Ispirata dai film di fantascienza e di spionaggio, la guerra biologica diventa realtà nel laboratorio della Johns Hopkins Applied Physics Lab, negli Stati Uniti, dove si studiano le applicazioni militari delle ricerche scientifiche biomediche.
Se sul finire del XX secolo sono stati i progressi della cibernetica a caratterizzare i campi di battaglia, nel prossimo futuro protagonista sarà la biologia. A partire dalla lotta contro i batteri antibiotico resistenti fino alle epidemie di nuovi virus, come Zika ed Ebola.
Se queste minacce sicuramente rappresentano delle sfide da affrontare per la sicurezza nazionale di molti Paesi, altro discorso è l’utilizzo delle scoperte biologiche per fini militari. Un “pentolone dello stregone” dove si mescolano gli ingredienti pescati nel mondo della ricerca scientifica per adattarli agli scopi bellici.
Queste tecnologie biologiche interessano – nel campo delle risorse strategiche – il prolungamento della durata della vita, umana e animale, la manipolazione genetica di piantagioni e allevamenti; nell’utilizzo specificamente bellico, inoltre, comprendono il miglioramento delle prestazioni fisiche e mentali, la riduzione del sonno, la connessione diretta tra cervello e macchina, l’identificazione rapida delle malattie per affrontare epidemie naturali o indotte, l’intelligenza artificiale per droni d’attacco autonomi, esoscheletri (o pelle corazzata), editing del genoma…

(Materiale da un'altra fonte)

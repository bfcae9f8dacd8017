use nexus::db::*;
use nexus::error::ErrorKind;
use nexus::model::*;
use nexus::ops::*;
use nexus::queries::*;
use nexus::transfer::{self, ExportFormat, ImportStats};

const BOOK: &str = r#"{
    "groups": [
        { "id": "g1", "name": "Savani Parivar", "description": "Nanasurka" },
        { "id": "g3", "name": "Cousins", "parentId": "g2" },
        { "id": "g2", "name": "Ramesh Family", "parentId": "g1" },
        { "id": "g4", "name": "Lost Branch", "parentId": "missing" }
    ],
    "contacts": [
        {
            "id": "c1",
            "name": "Ramesh Savani",
            "phoneNumber": "9825011111",
            "email": "ramesh@example.com",
            "alternativeNumbers": ["9825022222"],
            "addresses": [{ "label": "Home", "city": "Bhavnagar" }],
            "displayNames": [{ "lang": "gu", "name": "રમેશ" }, { "lang": "xx", "name": "?" }],
            "groupIds": ["g3", "unknown"],
            "sources": ["sim", "fax"]
        },
        { "id": "c2", "name": "Mukesh Savani", "phoneNumber": "9925022222", "groupIds": ["g1"] },
        { "id": "c3", "name": "   ", "phoneNumber": "1" }
    ]
}"#;

fn setup() -> rusqlite::Connection {
    schema::test_connection()
}

// ==========================================================================
// IMPORT TESTS
// ==========================================================================

#[test]
fn import_reports_counts() {
    let conn = setup();
    let stats = transfer::import_str(&conn, BOOK).unwrap();
    assert_eq!(
        stats,
        ImportStats {
            groups: 4,
            contacts: 2,
            skipped_groups: 0,
            skipped_contacts: 1,
            dropped_references: 2,
        }
    );
}

#[test]
fn import_preserves_hierarchy_with_fresh_ids() {
    let conn = setup();
    transfer::import_str(&conn, BOOK).unwrap();

    let cousins = group_repo::find_by_name(&conn, "Cousins").unwrap().unwrap();
    let path = group_queries::group_path(&conn, cousins.id).unwrap().unwrap();
    assert_eq!(path, "Savani Parivar > Ramesh Family > Cousins");

    let lost = group_repo::find_by_name(&conn, "Lost Branch").unwrap().unwrap();
    assert!(lost.is_root());

    let savani = group_repo::find_by_name(&conn, "Savani Parivar").unwrap().unwrap();
    assert_eq!(savani.description.as_deref(), Some("Nanasurka"));
}

#[test]
fn import_preserves_membership() {
    let conn = setup();
    transfer::import_str(&conn, BOOK).unwrap();

    let savani = group_repo::find_by_name(&conn, "Savani Parivar").unwrap().unwrap();
    let cousins = group_repo::find_by_name(&conn, "Cousins").unwrap().unwrap();

    let members = contact_queries::contacts_in_group(&conn, savani.id).unwrap();
    assert_eq!(members.len(), 2);

    let ramesh = members.iter().find(|c| c.name == "Ramesh Savani").unwrap();
    assert_eq!(ramesh.group_ids, vec![cousins.id]);
    assert_eq!(ramesh.alternative_numbers, vec!["9825022222"]);
    assert_eq!(ramesh.addresses[0].city.as_deref(), Some("Bhavnagar"));
    assert_eq!(ramesh.display_names.len(), 1);
    assert_eq!(ramesh.display_name(DisplayLang::Gu), Some("રમેશ"));
    assert_eq!(ramesh.sources, vec![ContactSource::Sim]);
}

#[test]
fn import_accepts_bare_contact_list() {
    let conn = setup();
    let stats = transfer::import_str(
        &conn,
        r#"[{ "name": "Jay", "phoneNumber": "9925033333" }]"#,
    )
    .unwrap();
    assert_eq!(stats.contacts, 1);
    assert_eq!(stats.groups, 0);
    assert_eq!(contact_repo::count(&conn).unwrap(), 1);
}

#[test]
fn import_breaks_parent_cycles() {
    let conn = setup();
    let stats = transfer::import_str(
        &conn,
        r#"{ "groups": [
            { "id": "a", "name": "A", "parentId": "b" },
            { "id": "b", "name": "B", "parentId": "a" }
        ] }"#,
    )
    .unwrap();
    assert_eq!(stats.groups, 2);
    assert_eq!(stats.dropped_references, 1);

    let forest = group_queries::hierarchy(&conn).unwrap();
    assert_eq!(forest.len(), 1);
    assert_eq!(forest[0].children.len(), 1);
}

#[test]
fn import_skips_blank_group_and_lifts_its_children() {
    let conn = setup();
    let stats = transfer::import_str(
        &conn,
        r#"{ "groups": [
            { "id": "a", "name": " " },
            { "id": "b", "name": "B", "parentId": "a" }
        ] }"#,
    )
    .unwrap();
    assert_eq!(stats.groups, 1);
    assert_eq!(stats.skipped_groups, 1);
    assert_eq!(stats.dropped_references, 1);
    assert!(group_repo::find_by_name(&conn, "B").unwrap().unwrap().is_root());
}

#[test]
fn import_skips_records_without_a_name() {
    let conn = setup();
    let stats = transfer::import_str(
        &conn,
        r#"{
            "groups": [{ "id": "g1" }, { "id": "g2", "name": "Elders" }],
            "contacts": [
                { "phoneNumber": "9825011111" },
                { "name": "Mukesh", "phoneNumber": "9925022222", "groupIds": ["g2"] }
            ]
        }"#,
    )
    .unwrap();
    assert_eq!(stats.groups, 1);
    assert_eq!(stats.skipped_groups, 1);
    assert_eq!(stats.contacts, 1);
    assert_eq!(stats.skipped_contacts, 1);

    let all = contact_repo::find_all(&conn).unwrap();
    assert_eq!(all.len(), 1);
    assert_eq!(all[0].name, "Mukesh");
}

#[test]
fn import_invalid_json_writes_nothing() {
    let conn = setup();
    let err = transfer::import_str(&conn, r#"{ "groups": [ { "id": 1 } ] "#).unwrap_err();
    assert_eq!(err.kind(), ErrorKind::Internal);
    assert!(group_repo::find_all(&conn).unwrap().is_empty());
}

#[test]
fn import_from_file() {
    let dir = tempfile::tempdir().unwrap();
    let path = dir.path().join("book.json");
    std::fs::write(&path, BOOK).unwrap();

    let conn = setup();
    let stats = transfer::import_json(&conn, &path).unwrap();
    assert_eq!(stats.contacts, 2);

    let missing = dir.path().join("missing.json");
    let err = transfer::import_json(&conn, &missing).unwrap_err();
    assert_eq!(err.kind(), ErrorKind::Internal);
}

// ==========================================================================
// EXPORT TESTS
// ==========================================================================

fn export(conn: &rusqlite::Connection, format: ExportFormat) -> String {
    let mut out = Vec::new();
    transfer::export_contacts(conn, format, &mut out).unwrap();
    String::from_utf8(out).unwrap()
}

#[test]
fn csv_export_has_header_and_resolved_groups() {
    let conn = setup();
    let elders = group_ops::create_group(&conn, "Elders", None, None).unwrap();
    let mut input = ContactInput::new("Ramesh", "9825011111");
    input.group_ids = vec![elders.id];
    input.alternative_numbers = vec!["1".into(), "2".into()];
    contact_ops::add_contact(&conn, input).unwrap();

    let csv = export(&conn, ExportFormat::Csv);
    let lines: Vec<&str> = csv.lines().collect();
    assert_eq!(lines[0], "Name,Phone,Email,Alternative Numbers,Groups,Notes");
    assert_eq!(lines[1], "Ramesh,9825011111,,1; 2,Elders,");
}

#[test]
fn csv_export_quotes_special_fields() {
    let conn = setup();
    let mut input = ContactInput::new("Savani, Ramesh", "9825011111");
    input.notes = Some("Says \"hello\"\nevery morning".into());
    contact_ops::add_contact(&conn, input).unwrap();

    let csv = export(&conn, ExportFormat::Csv);
    assert!(csv.contains("\"Savani, Ramesh\",9825011111,"));
    assert!(csv.contains("\"Says \"\"hello\"\"\nevery morning\""));
}

#[test]
fn txt_export_writes_one_block_per_contact() {
    let conn = setup();
    let mut input = ContactInput::new("Ramesh", "9825011111");
    input.email = Some("ramesh@example.com".into());
    contact_ops::add_contact(&conn, input).unwrap();
    contact_ops::add_contact(&conn, ContactInput::new("Mukesh", "9925022222")).unwrap();

    let txt = export(&conn, ExportFormat::Txt);
    let blocks: Vec<&str> = txt.split("\n\n").collect();
    assert_eq!(blocks.len(), 3);
    assert!(blocks[0].starts_with("Contacts exported"));
    assert!(blocks[1].starts_with("Name: Mukesh"));
    assert!(blocks[2].contains("Email: ramesh@example.com"));
}

#[test]
fn export_to_path_returns_count() {
    let dir = tempfile::tempdir().unwrap();
    let path = dir.path().join("contacts.csv");

    let conn = setup();
    contact_ops::add_contact(&conn, ContactInput::new("Ramesh", "1")).unwrap();
    let n = transfer::export_to_path(&conn, ExportFormat::from_path(&path), &path).unwrap();
    assert_eq!(n, 1);

    let written = std::fs::read_to_string(&path).unwrap();
    assert!(written.starts_with("Name,Phone"));
}

#[test]
fn export_round_trips_through_import_counts() {
    let source = setup();
    transfer::import_str(&source, BOOK).unwrap();
    let csv = export(&source, ExportFormat::Csv);
    // header plus one line per contact
    assert_eq!(csv.lines().count(), 3);
}
use rusqlite::Connection;

use crate::ai::{GroupSuggester, GroupSuggestion, SuggestionRequest};
use crate::db::{contact_repo, group_repo};
use crate::error::{NexusError, NexusResult};
use crate::model::{Contact, Group, Id};
use crate::ops::contact_ops;

const FAMILY_KEYWORDS: [&str; 4] = ["parent", "sibling", "cousin", "family"];
const FRIEND_KEYWORDS: [&str; 1] = ["friend"];

fn name_has_any(name: &str, keywords: &[&str]) -> bool {
    let lower = name.to_lowercase();
    keywords.iter().any(|k| lower.contains(k))
}

/// Gathers what the suggester needs to know. Group names are sorted into
/// family-like and friend-like buckets by keyword.
pub fn build_request(conn: &Connection, contact_name: &str) -> NexusResult<SuggestionRequest> {
    let contact_name = contact_name.trim();
    if contact_name.is_empty() {
        return Err(NexusError::BlankField {
            field: "contact name".into(),
        });
    }

    let groups = group_repo::find_all(conn)?;
    let existing_contact_names = contact_repo::find_all(conn)?
        .into_iter()
        .map(|c| c.name)
        .collect();

    Ok(SuggestionRequest {
        contact_name: contact_name.to_string(),
        existing_contact_names,
        family_group_names: groups
            .iter()
            .filter(|g| name_has_any(&g.name, &FAMILY_KEYWORDS))
            .map(|g| g.name.clone())
            .collect(),
        friend_group_names: groups
            .iter()
            .filter(|g| name_has_any(&g.name, &FRIEND_KEYWORDS))
            .map(|g| g.name.clone())
            .collect(),
    })
}

/// Builds the request from the store, then calls the suggester. No
/// transaction is open while the suggester runs.
pub fn suggest_for(
    conn: &Connection,
    suggester: &dyn GroupSuggester,
    contact_name: &str,
) -> NexusResult<GroupSuggestion> {
    let request = build_request(conn, contact_name)?;
    let suggestion = suggester.suggest(&request).map_err(NexusError::Other)?;
    log::debug!(
        "suggestion for {}: {:?} ({:.2})",
        request.contact_name,
        suggestion.suggested_group,
        suggestion.confidence
    );
    Ok(suggestion)
}

/// The group whose name equals the suggested one, ignoring case.
pub fn resolve_suggestion(conn: &Connection, suggestion: &GroupSuggestion) -> NexusResult<Option<Group>> {
    match suggestion.suggested_group.as_deref() {
        Some(name) => group_repo::find_by_name(conn, name),
        None => Ok(None),
    }
}

/// Adds the contact to the suggested group. Fails with `NotFound` when the
/// suggestion names no existing group.
pub fn accept_suggestion(
    conn: &Connection,
    contact_id: Id<Contact>,
    suggestion: &GroupSuggestion,
) -> NexusResult<(Contact, Group)> {
    let group = resolve_suggestion(conn, suggestion)?.ok_or_else(|| NexusError::NotFound {
        entity_type: "Group".into(),
        id: suggestion
            .suggested_group
            .clone()
            .unwrap_or_else(|| "(no suggestion)".into()),
    })?;

    let contact = contact_ops::add_to_group(conn, contact_id, group.id)?;
    Ok((contact, group))
}
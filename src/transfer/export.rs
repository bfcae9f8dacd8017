use std::fs::File;
use std::io::{BufWriter, Write};
use std::path::Path;

use chrono::Utc;
use rusqlite::Connection;

use crate::error::NexusResult;
use crate::model::Contact;
use crate::queries::{contact_queries, group_queries, ContactSort};

const CSV_HEADER: [&str; 6] = ["Name", "Phone", "Email", "Alternative Numbers", "Groups", "Notes"];

#[derive(Debug, Clone, Copy, PartialEq, Eq)]
pub enum ExportFormat {
    Csv,
    Txt,
}

impl ExportFormat {
    pub fn parse(s: &str) -> Option<Self> {
        match s.trim().to_lowercase().as_str() {
            "csv" => Some(ExportFormat::Csv),
            "txt" | "text" => Some(ExportFormat::Txt),
            _ => None,
        }
    }

    /// Picks the format from a file extension, defaulting to CSV.
    pub fn from_path(path: &Path) -> Self {
        path.extension()
            .and_then(|ext| ext.to_str())
            .and_then(Self::parse)
            .unwrap_or(ExportFormat::Csv)
    }
}

/// Writes every contact, sorted by name. Returns the number written.
pub fn export_contacts(conn: &Connection, format: ExportFormat, out: &mut impl Write) -> NexusResult<usize> {
    let mut contacts = contact_queries::all_contacts(conn)?;
    contact_queries::sort_contacts(&mut contacts, ContactSort::NameAsc);

    match format {
        ExportFormat::Csv => write_csv(conn, &contacts, out)?,
        ExportFormat::Txt => write_txt(conn, &contacts, out)?,
    }
    out.flush()?;

    log::info!("exported {} contact(s) as {:?}", contacts.len(), format);
    Ok(contacts.len())
}

pub fn export_to_path(conn: &Connection, format: ExportFormat, path: &Path) -> NexusResult<usize> {
    let mut out = BufWriter::new(File::create(path)?);
    export_contacts(conn, format, &mut out)
}

fn write_csv(conn: &Connection, contacts: &[Contact], out: &mut impl Write) -> NexusResult<()> {
    writeln!(out, "{}", CSV_HEADER.join(","))?;
    for contact in contacts {
        let groups = group_queries::group_names(conn, &contact.group_ids)?.join("; ");
        let alternatives = contact.alternative_numbers.join("; ");
        let row: [&str; 6] = [
            &contact.name,
            &contact.phone_number,
            contact.email.as_deref().unwrap_or(""),
            &alternatives,
            &groups,
            contact.notes.as_deref().unwrap_or(""),
        ];
        let fields: Vec<String> = row.iter().map(|f| csv_field(f)).collect();
        writeln!(out, "{}", fields.join(","))?;
    }
    Ok(())
}

fn write_txt(conn: &Connection, contacts: &[Contact], out: &mut impl Write) -> NexusResult<()> {
    writeln!(out, "Contacts exported {}", Utc::now().format("%Y-%m-%d"))?;

    for contact in contacts {
        writeln!(out)?;
        writeln!(out, "Name: {}", contact.name)?;
        writeln!(out, "Phone: {}", contact.phone_number)?;
        if !contact.alternative_numbers.is_empty() {
            writeln!(out, "Alternative Numbers: {}", contact.alternative_numbers.join(", "))?;
        }
        if let Some(ref email) = contact.email {
            writeln!(out, "Email: {}", email)?;
        }
        for dn in &contact.display_names {
            writeln!(out, "Name ({}): {}", dn.lang, dn.name)?;
        }
        for address in &contact.addresses {
            match address.label.as_deref() {
                Some(label) => writeln!(out, "Address ({}): {}", label, address.one_line())?,
                None => writeln!(out, "Address: {}", address.one_line())?,
            }
        }
        let groups = group_queries::group_names(conn, &contact.group_ids)?;
        if !groups.is_empty() {
            writeln!(out, "Groups: {}", groups.join(", "))?;
        }
        if let Some(ref notes) = contact.notes {
            writeln!(out, "Notes: {}", notes)?;
        }
    }
    Ok(())
}

/// Quotes a field when it contains a delimiter, quote or line break.
pub fn csv_field(value: &str) -> String {
    if value.contains([',', '"', '\n', '\r']) {
        format!("\"{}\"", value.replace('"', "\"\""))
    } else {
        value.to_string()
    }
}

Una sfida per la diplomazia
La questione più urgente è che la comunità internazionale emani delle norme per la limitazione della proliferazione di queste tecnologie. Tecnologie biologiche di manipolazione di organismi viventi che sono oggi alla portata di nazioni, organizzazioni, ma anche di singoli individui. La possibilità, infatti, di creare armi biologiche sintetiche di distruzione di massa non è più così remota. Alla Johns Hopkins Applied Physics Lab si studia il modo di riconoscerle velocemente, sia per contrastarle, sia per individuarne gli autori a scopo deterrente.